Whether or not current or constant voltage should be specified in driver choice is a big deal. Among LED arrays are two separate types: CV, or constant voltage, and CC, or constant current. CV arrays limit current when LEDs get hot by using internal components like constant current resistors (CCRs) or other regulators. A CC array connects LEDs serially.

There are two main reasons buyers choose CV: when they don’t know the way the LED lights/arrays/strings will be used, or how many of them will be used (this affects the need for current draw), or when the array is already of the CV kind and comes built with a range of fixed currents. It makes sense to ensure the selected driver has the correct voltage. \ If neither of these things are problems, a CC driver will likely be a better choice.


When it’s clear what kind of current draw is required to properly align with light-level application requirements, CC arrays definitely make more sense as far as efficiency is concerned.
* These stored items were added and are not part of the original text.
//! Macro values and the argument binding convention.

use std::fmt::{Debug, Formatter, Result as FmtResult};
use std::sync::{Arc, Weak};

use tracing::trace;

use super::context::Context;
use super::frame::Frame;
use crate::compiler::{MacroRoutine, Program};
use crate::types::{Kwargs, Value};

/// A callable macro, or the `caller` body of a `{% call %}` block.
///
/// Holds the program that defines it and weak links to the frame and
/// context it was declared in. The links are weak because the declaring
/// frame usually stores the macro value itself.
pub struct MacroValue {
    name: String,
    program: Arc<Program>,
    id: usize,
    closure: Weak<Frame>,
    context: Weak<Context>,
}

impl MacroValue {
    pub(crate) fn new(
        name: &str,
        program: Arc<Program>,
        id: usize,
        closure: &Arc<Frame>,
        context: &Arc<Context>,
    ) -> Self {
        Self {
            name: name.to_string(),
            program,
            id,
            closure: Arc::downgrade(closure),
            context: Arc::downgrade(context),
        }
    }

    pub fn name(&self) -> &str {
        &self.name
    }

    pub(crate) fn program(&self) -> &Arc<Program> {
        &self.program
    }

    pub(crate) fn routine(&self) -> Option<&MacroRoutine> {
        self.program.macro_routine(self.id)
    }

    pub(crate) fn closure(&self) -> Option<Arc<Frame>> {
        self.closure.upgrade()
    }

    pub(crate) fn context(&self) -> Option<Arc<Context>> {
        self.context.upgrade()
    }
}

impl Debug for MacroValue {
    fn fmt(&self, f: &mut Formatter<'_>) -> FmtResult {
        f.debug_struct("MacroValue")
            .field("name", &self.name)
            .field("template", &self.program.name)
            .field("id", &self.id)
            .finish()
    }
}

/// Bind call arguments into the macro's frame.
///
/// Positional arguments bind first, in declaration order; arguments beyond
/// the declared parameters are ignored. Keyword arguments then fill the
/// remaining parameters by name. Unmatched keywords are collected into
/// `kwargs` when the routine asks for them and dropped otherwise.
///
/// Returns the indexes of parameters still unbound, whose defaults the
/// caller evaluates in the new frame.
pub(crate) fn bind_arguments(
    routine: &MacroRoutine,
    frame: &Frame,
    args: Vec<Value>,
    mut kwargs: Kwargs,
    caller: Option<Value>,
) -> Vec<usize> {
    let positional = args.len();
    if positional > routine.params.len() {
        trace!(
            name = %routine.name,
            extra = positional - routine.params.len(),
            "Ignoring extra positional macro arguments"
        );
    }
    for (param, value) in routine.params.iter().zip(args) {
        frame.set(&param.name, value);
    }

    let mut pending = Vec::new();
    for (index, param) in routine.params.iter().enumerate().skip(positional) {
        match kwargs.shift_remove(&param.name) {
            Some(value) => frame.set(&param.name, value),
            None => pending.push(index),
        }
    }

    if routine.catch_kwargs {
        frame.set("kwargs", Value::from(kwargs));
    }
    if let Some(caller) = caller {
        frame.set("caller", caller);
    }
    pending
}

#[cfg(test)]
mod tests {
    use super::*;
    use crate::compiler::Param;

    fn routine(params: &[&str], catch_kwargs: bool) -> MacroRoutine {
        MacroRoutine {
            name: "field".to_string(),
            params: params
                .iter()
                .map(|name| Param {
                    name: (*name).to_string(),
                    default: None,
                })
                .collect(),
            body: Vec::new(),
            catch_kwargs,
            is_async: false,
        }
    }

    #[test]
    fn positional_then_keyword() {
        let routine = routine(&["x", "y", "z"], false);
        let frame = Frame::root();
        let mut kwargs = Kwargs::new();
        kwargs.insert("z".to_string(), 5.into());

        let pending = bind_arguments(&routine, &frame, vec![1.into(), 2.into()], kwargs, None);

        assert!(pending.is_empty());
        assert_eq!(frame.get("x"), Some(Value::from(1)));
        assert_eq!(frame.get("y"), Some(Value::from(2)));
        assert_eq!(frame.get("z"), Some(Value::from(5)));
    }

    #[test]
    fn missing_parameters_are_pending() {
        let routine = routine(&["x", "y", "z"], false);
        let frame = Frame::root();
        let pending = bind_arguments(&routine, &frame, vec![1.into()], Kwargs::new(), None);
        assert_eq!(pending, vec![1, 2]);
    }

    #[test]
    fn extra_positional_arguments_are_ignored() {
        let routine = routine(&["x"], false);
        let frame = Frame::root();
        let pending =
            bind_arguments(&routine, &frame, vec![1.into(), 2.into(), 3.into()], Kwargs::new(), None);
        assert!(pending.is_empty());
        assert_eq!(frame.vars().len(), 1);
    }

    #[test]
    fn unmatched_keywords_go_to_kwargs() {
        let routine = routine(&["x"], true);
        let frame = Frame::root();
        let mut kwargs = Kwargs::new();
        kwargs.insert("class".to_string(), "wide".into());
        kwargs.insert("x".to_string(), 1.into());

        bind_arguments(&routine, &frame, Vec::new(), kwargs, None);

        assert_eq!(frame.get("x"), Some(Value::from(1)));
        let caught = frame.get("kwargs").unwrap();
        assert_eq!(caught.get_attr("class"), Value::from("wide"));
        assert_eq!(caught.len(), Some(1));
    }
}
Any LED that needs continuous current will necessarily require a CC LED driver. Such drivers only have a limited range of voltages that can be driven, often in the form of “minimum” and “maximum” permissible voltage. Before purchasing a CC array, buyers should ensure the LED arrangement doesn’t have voltage needs beyond such a range.


Once the buyer has determined whether CC or CV best fits their needs, they need to consider what has come to be known as the “flicker” controversy. There are flicker issues related to dimming, and the controversy revolves around how much is too much. Current industry recommendations stipulate the 120-Hz ripple which emanates from a driver should be below ten percent in office, task, and decorative areas. LED drivers that can be dimmed exist, but this affects flicker. Ultimately, how much is too much is up to the buyer, but professional options will keep it below the ten percent threshold mentioned earlier.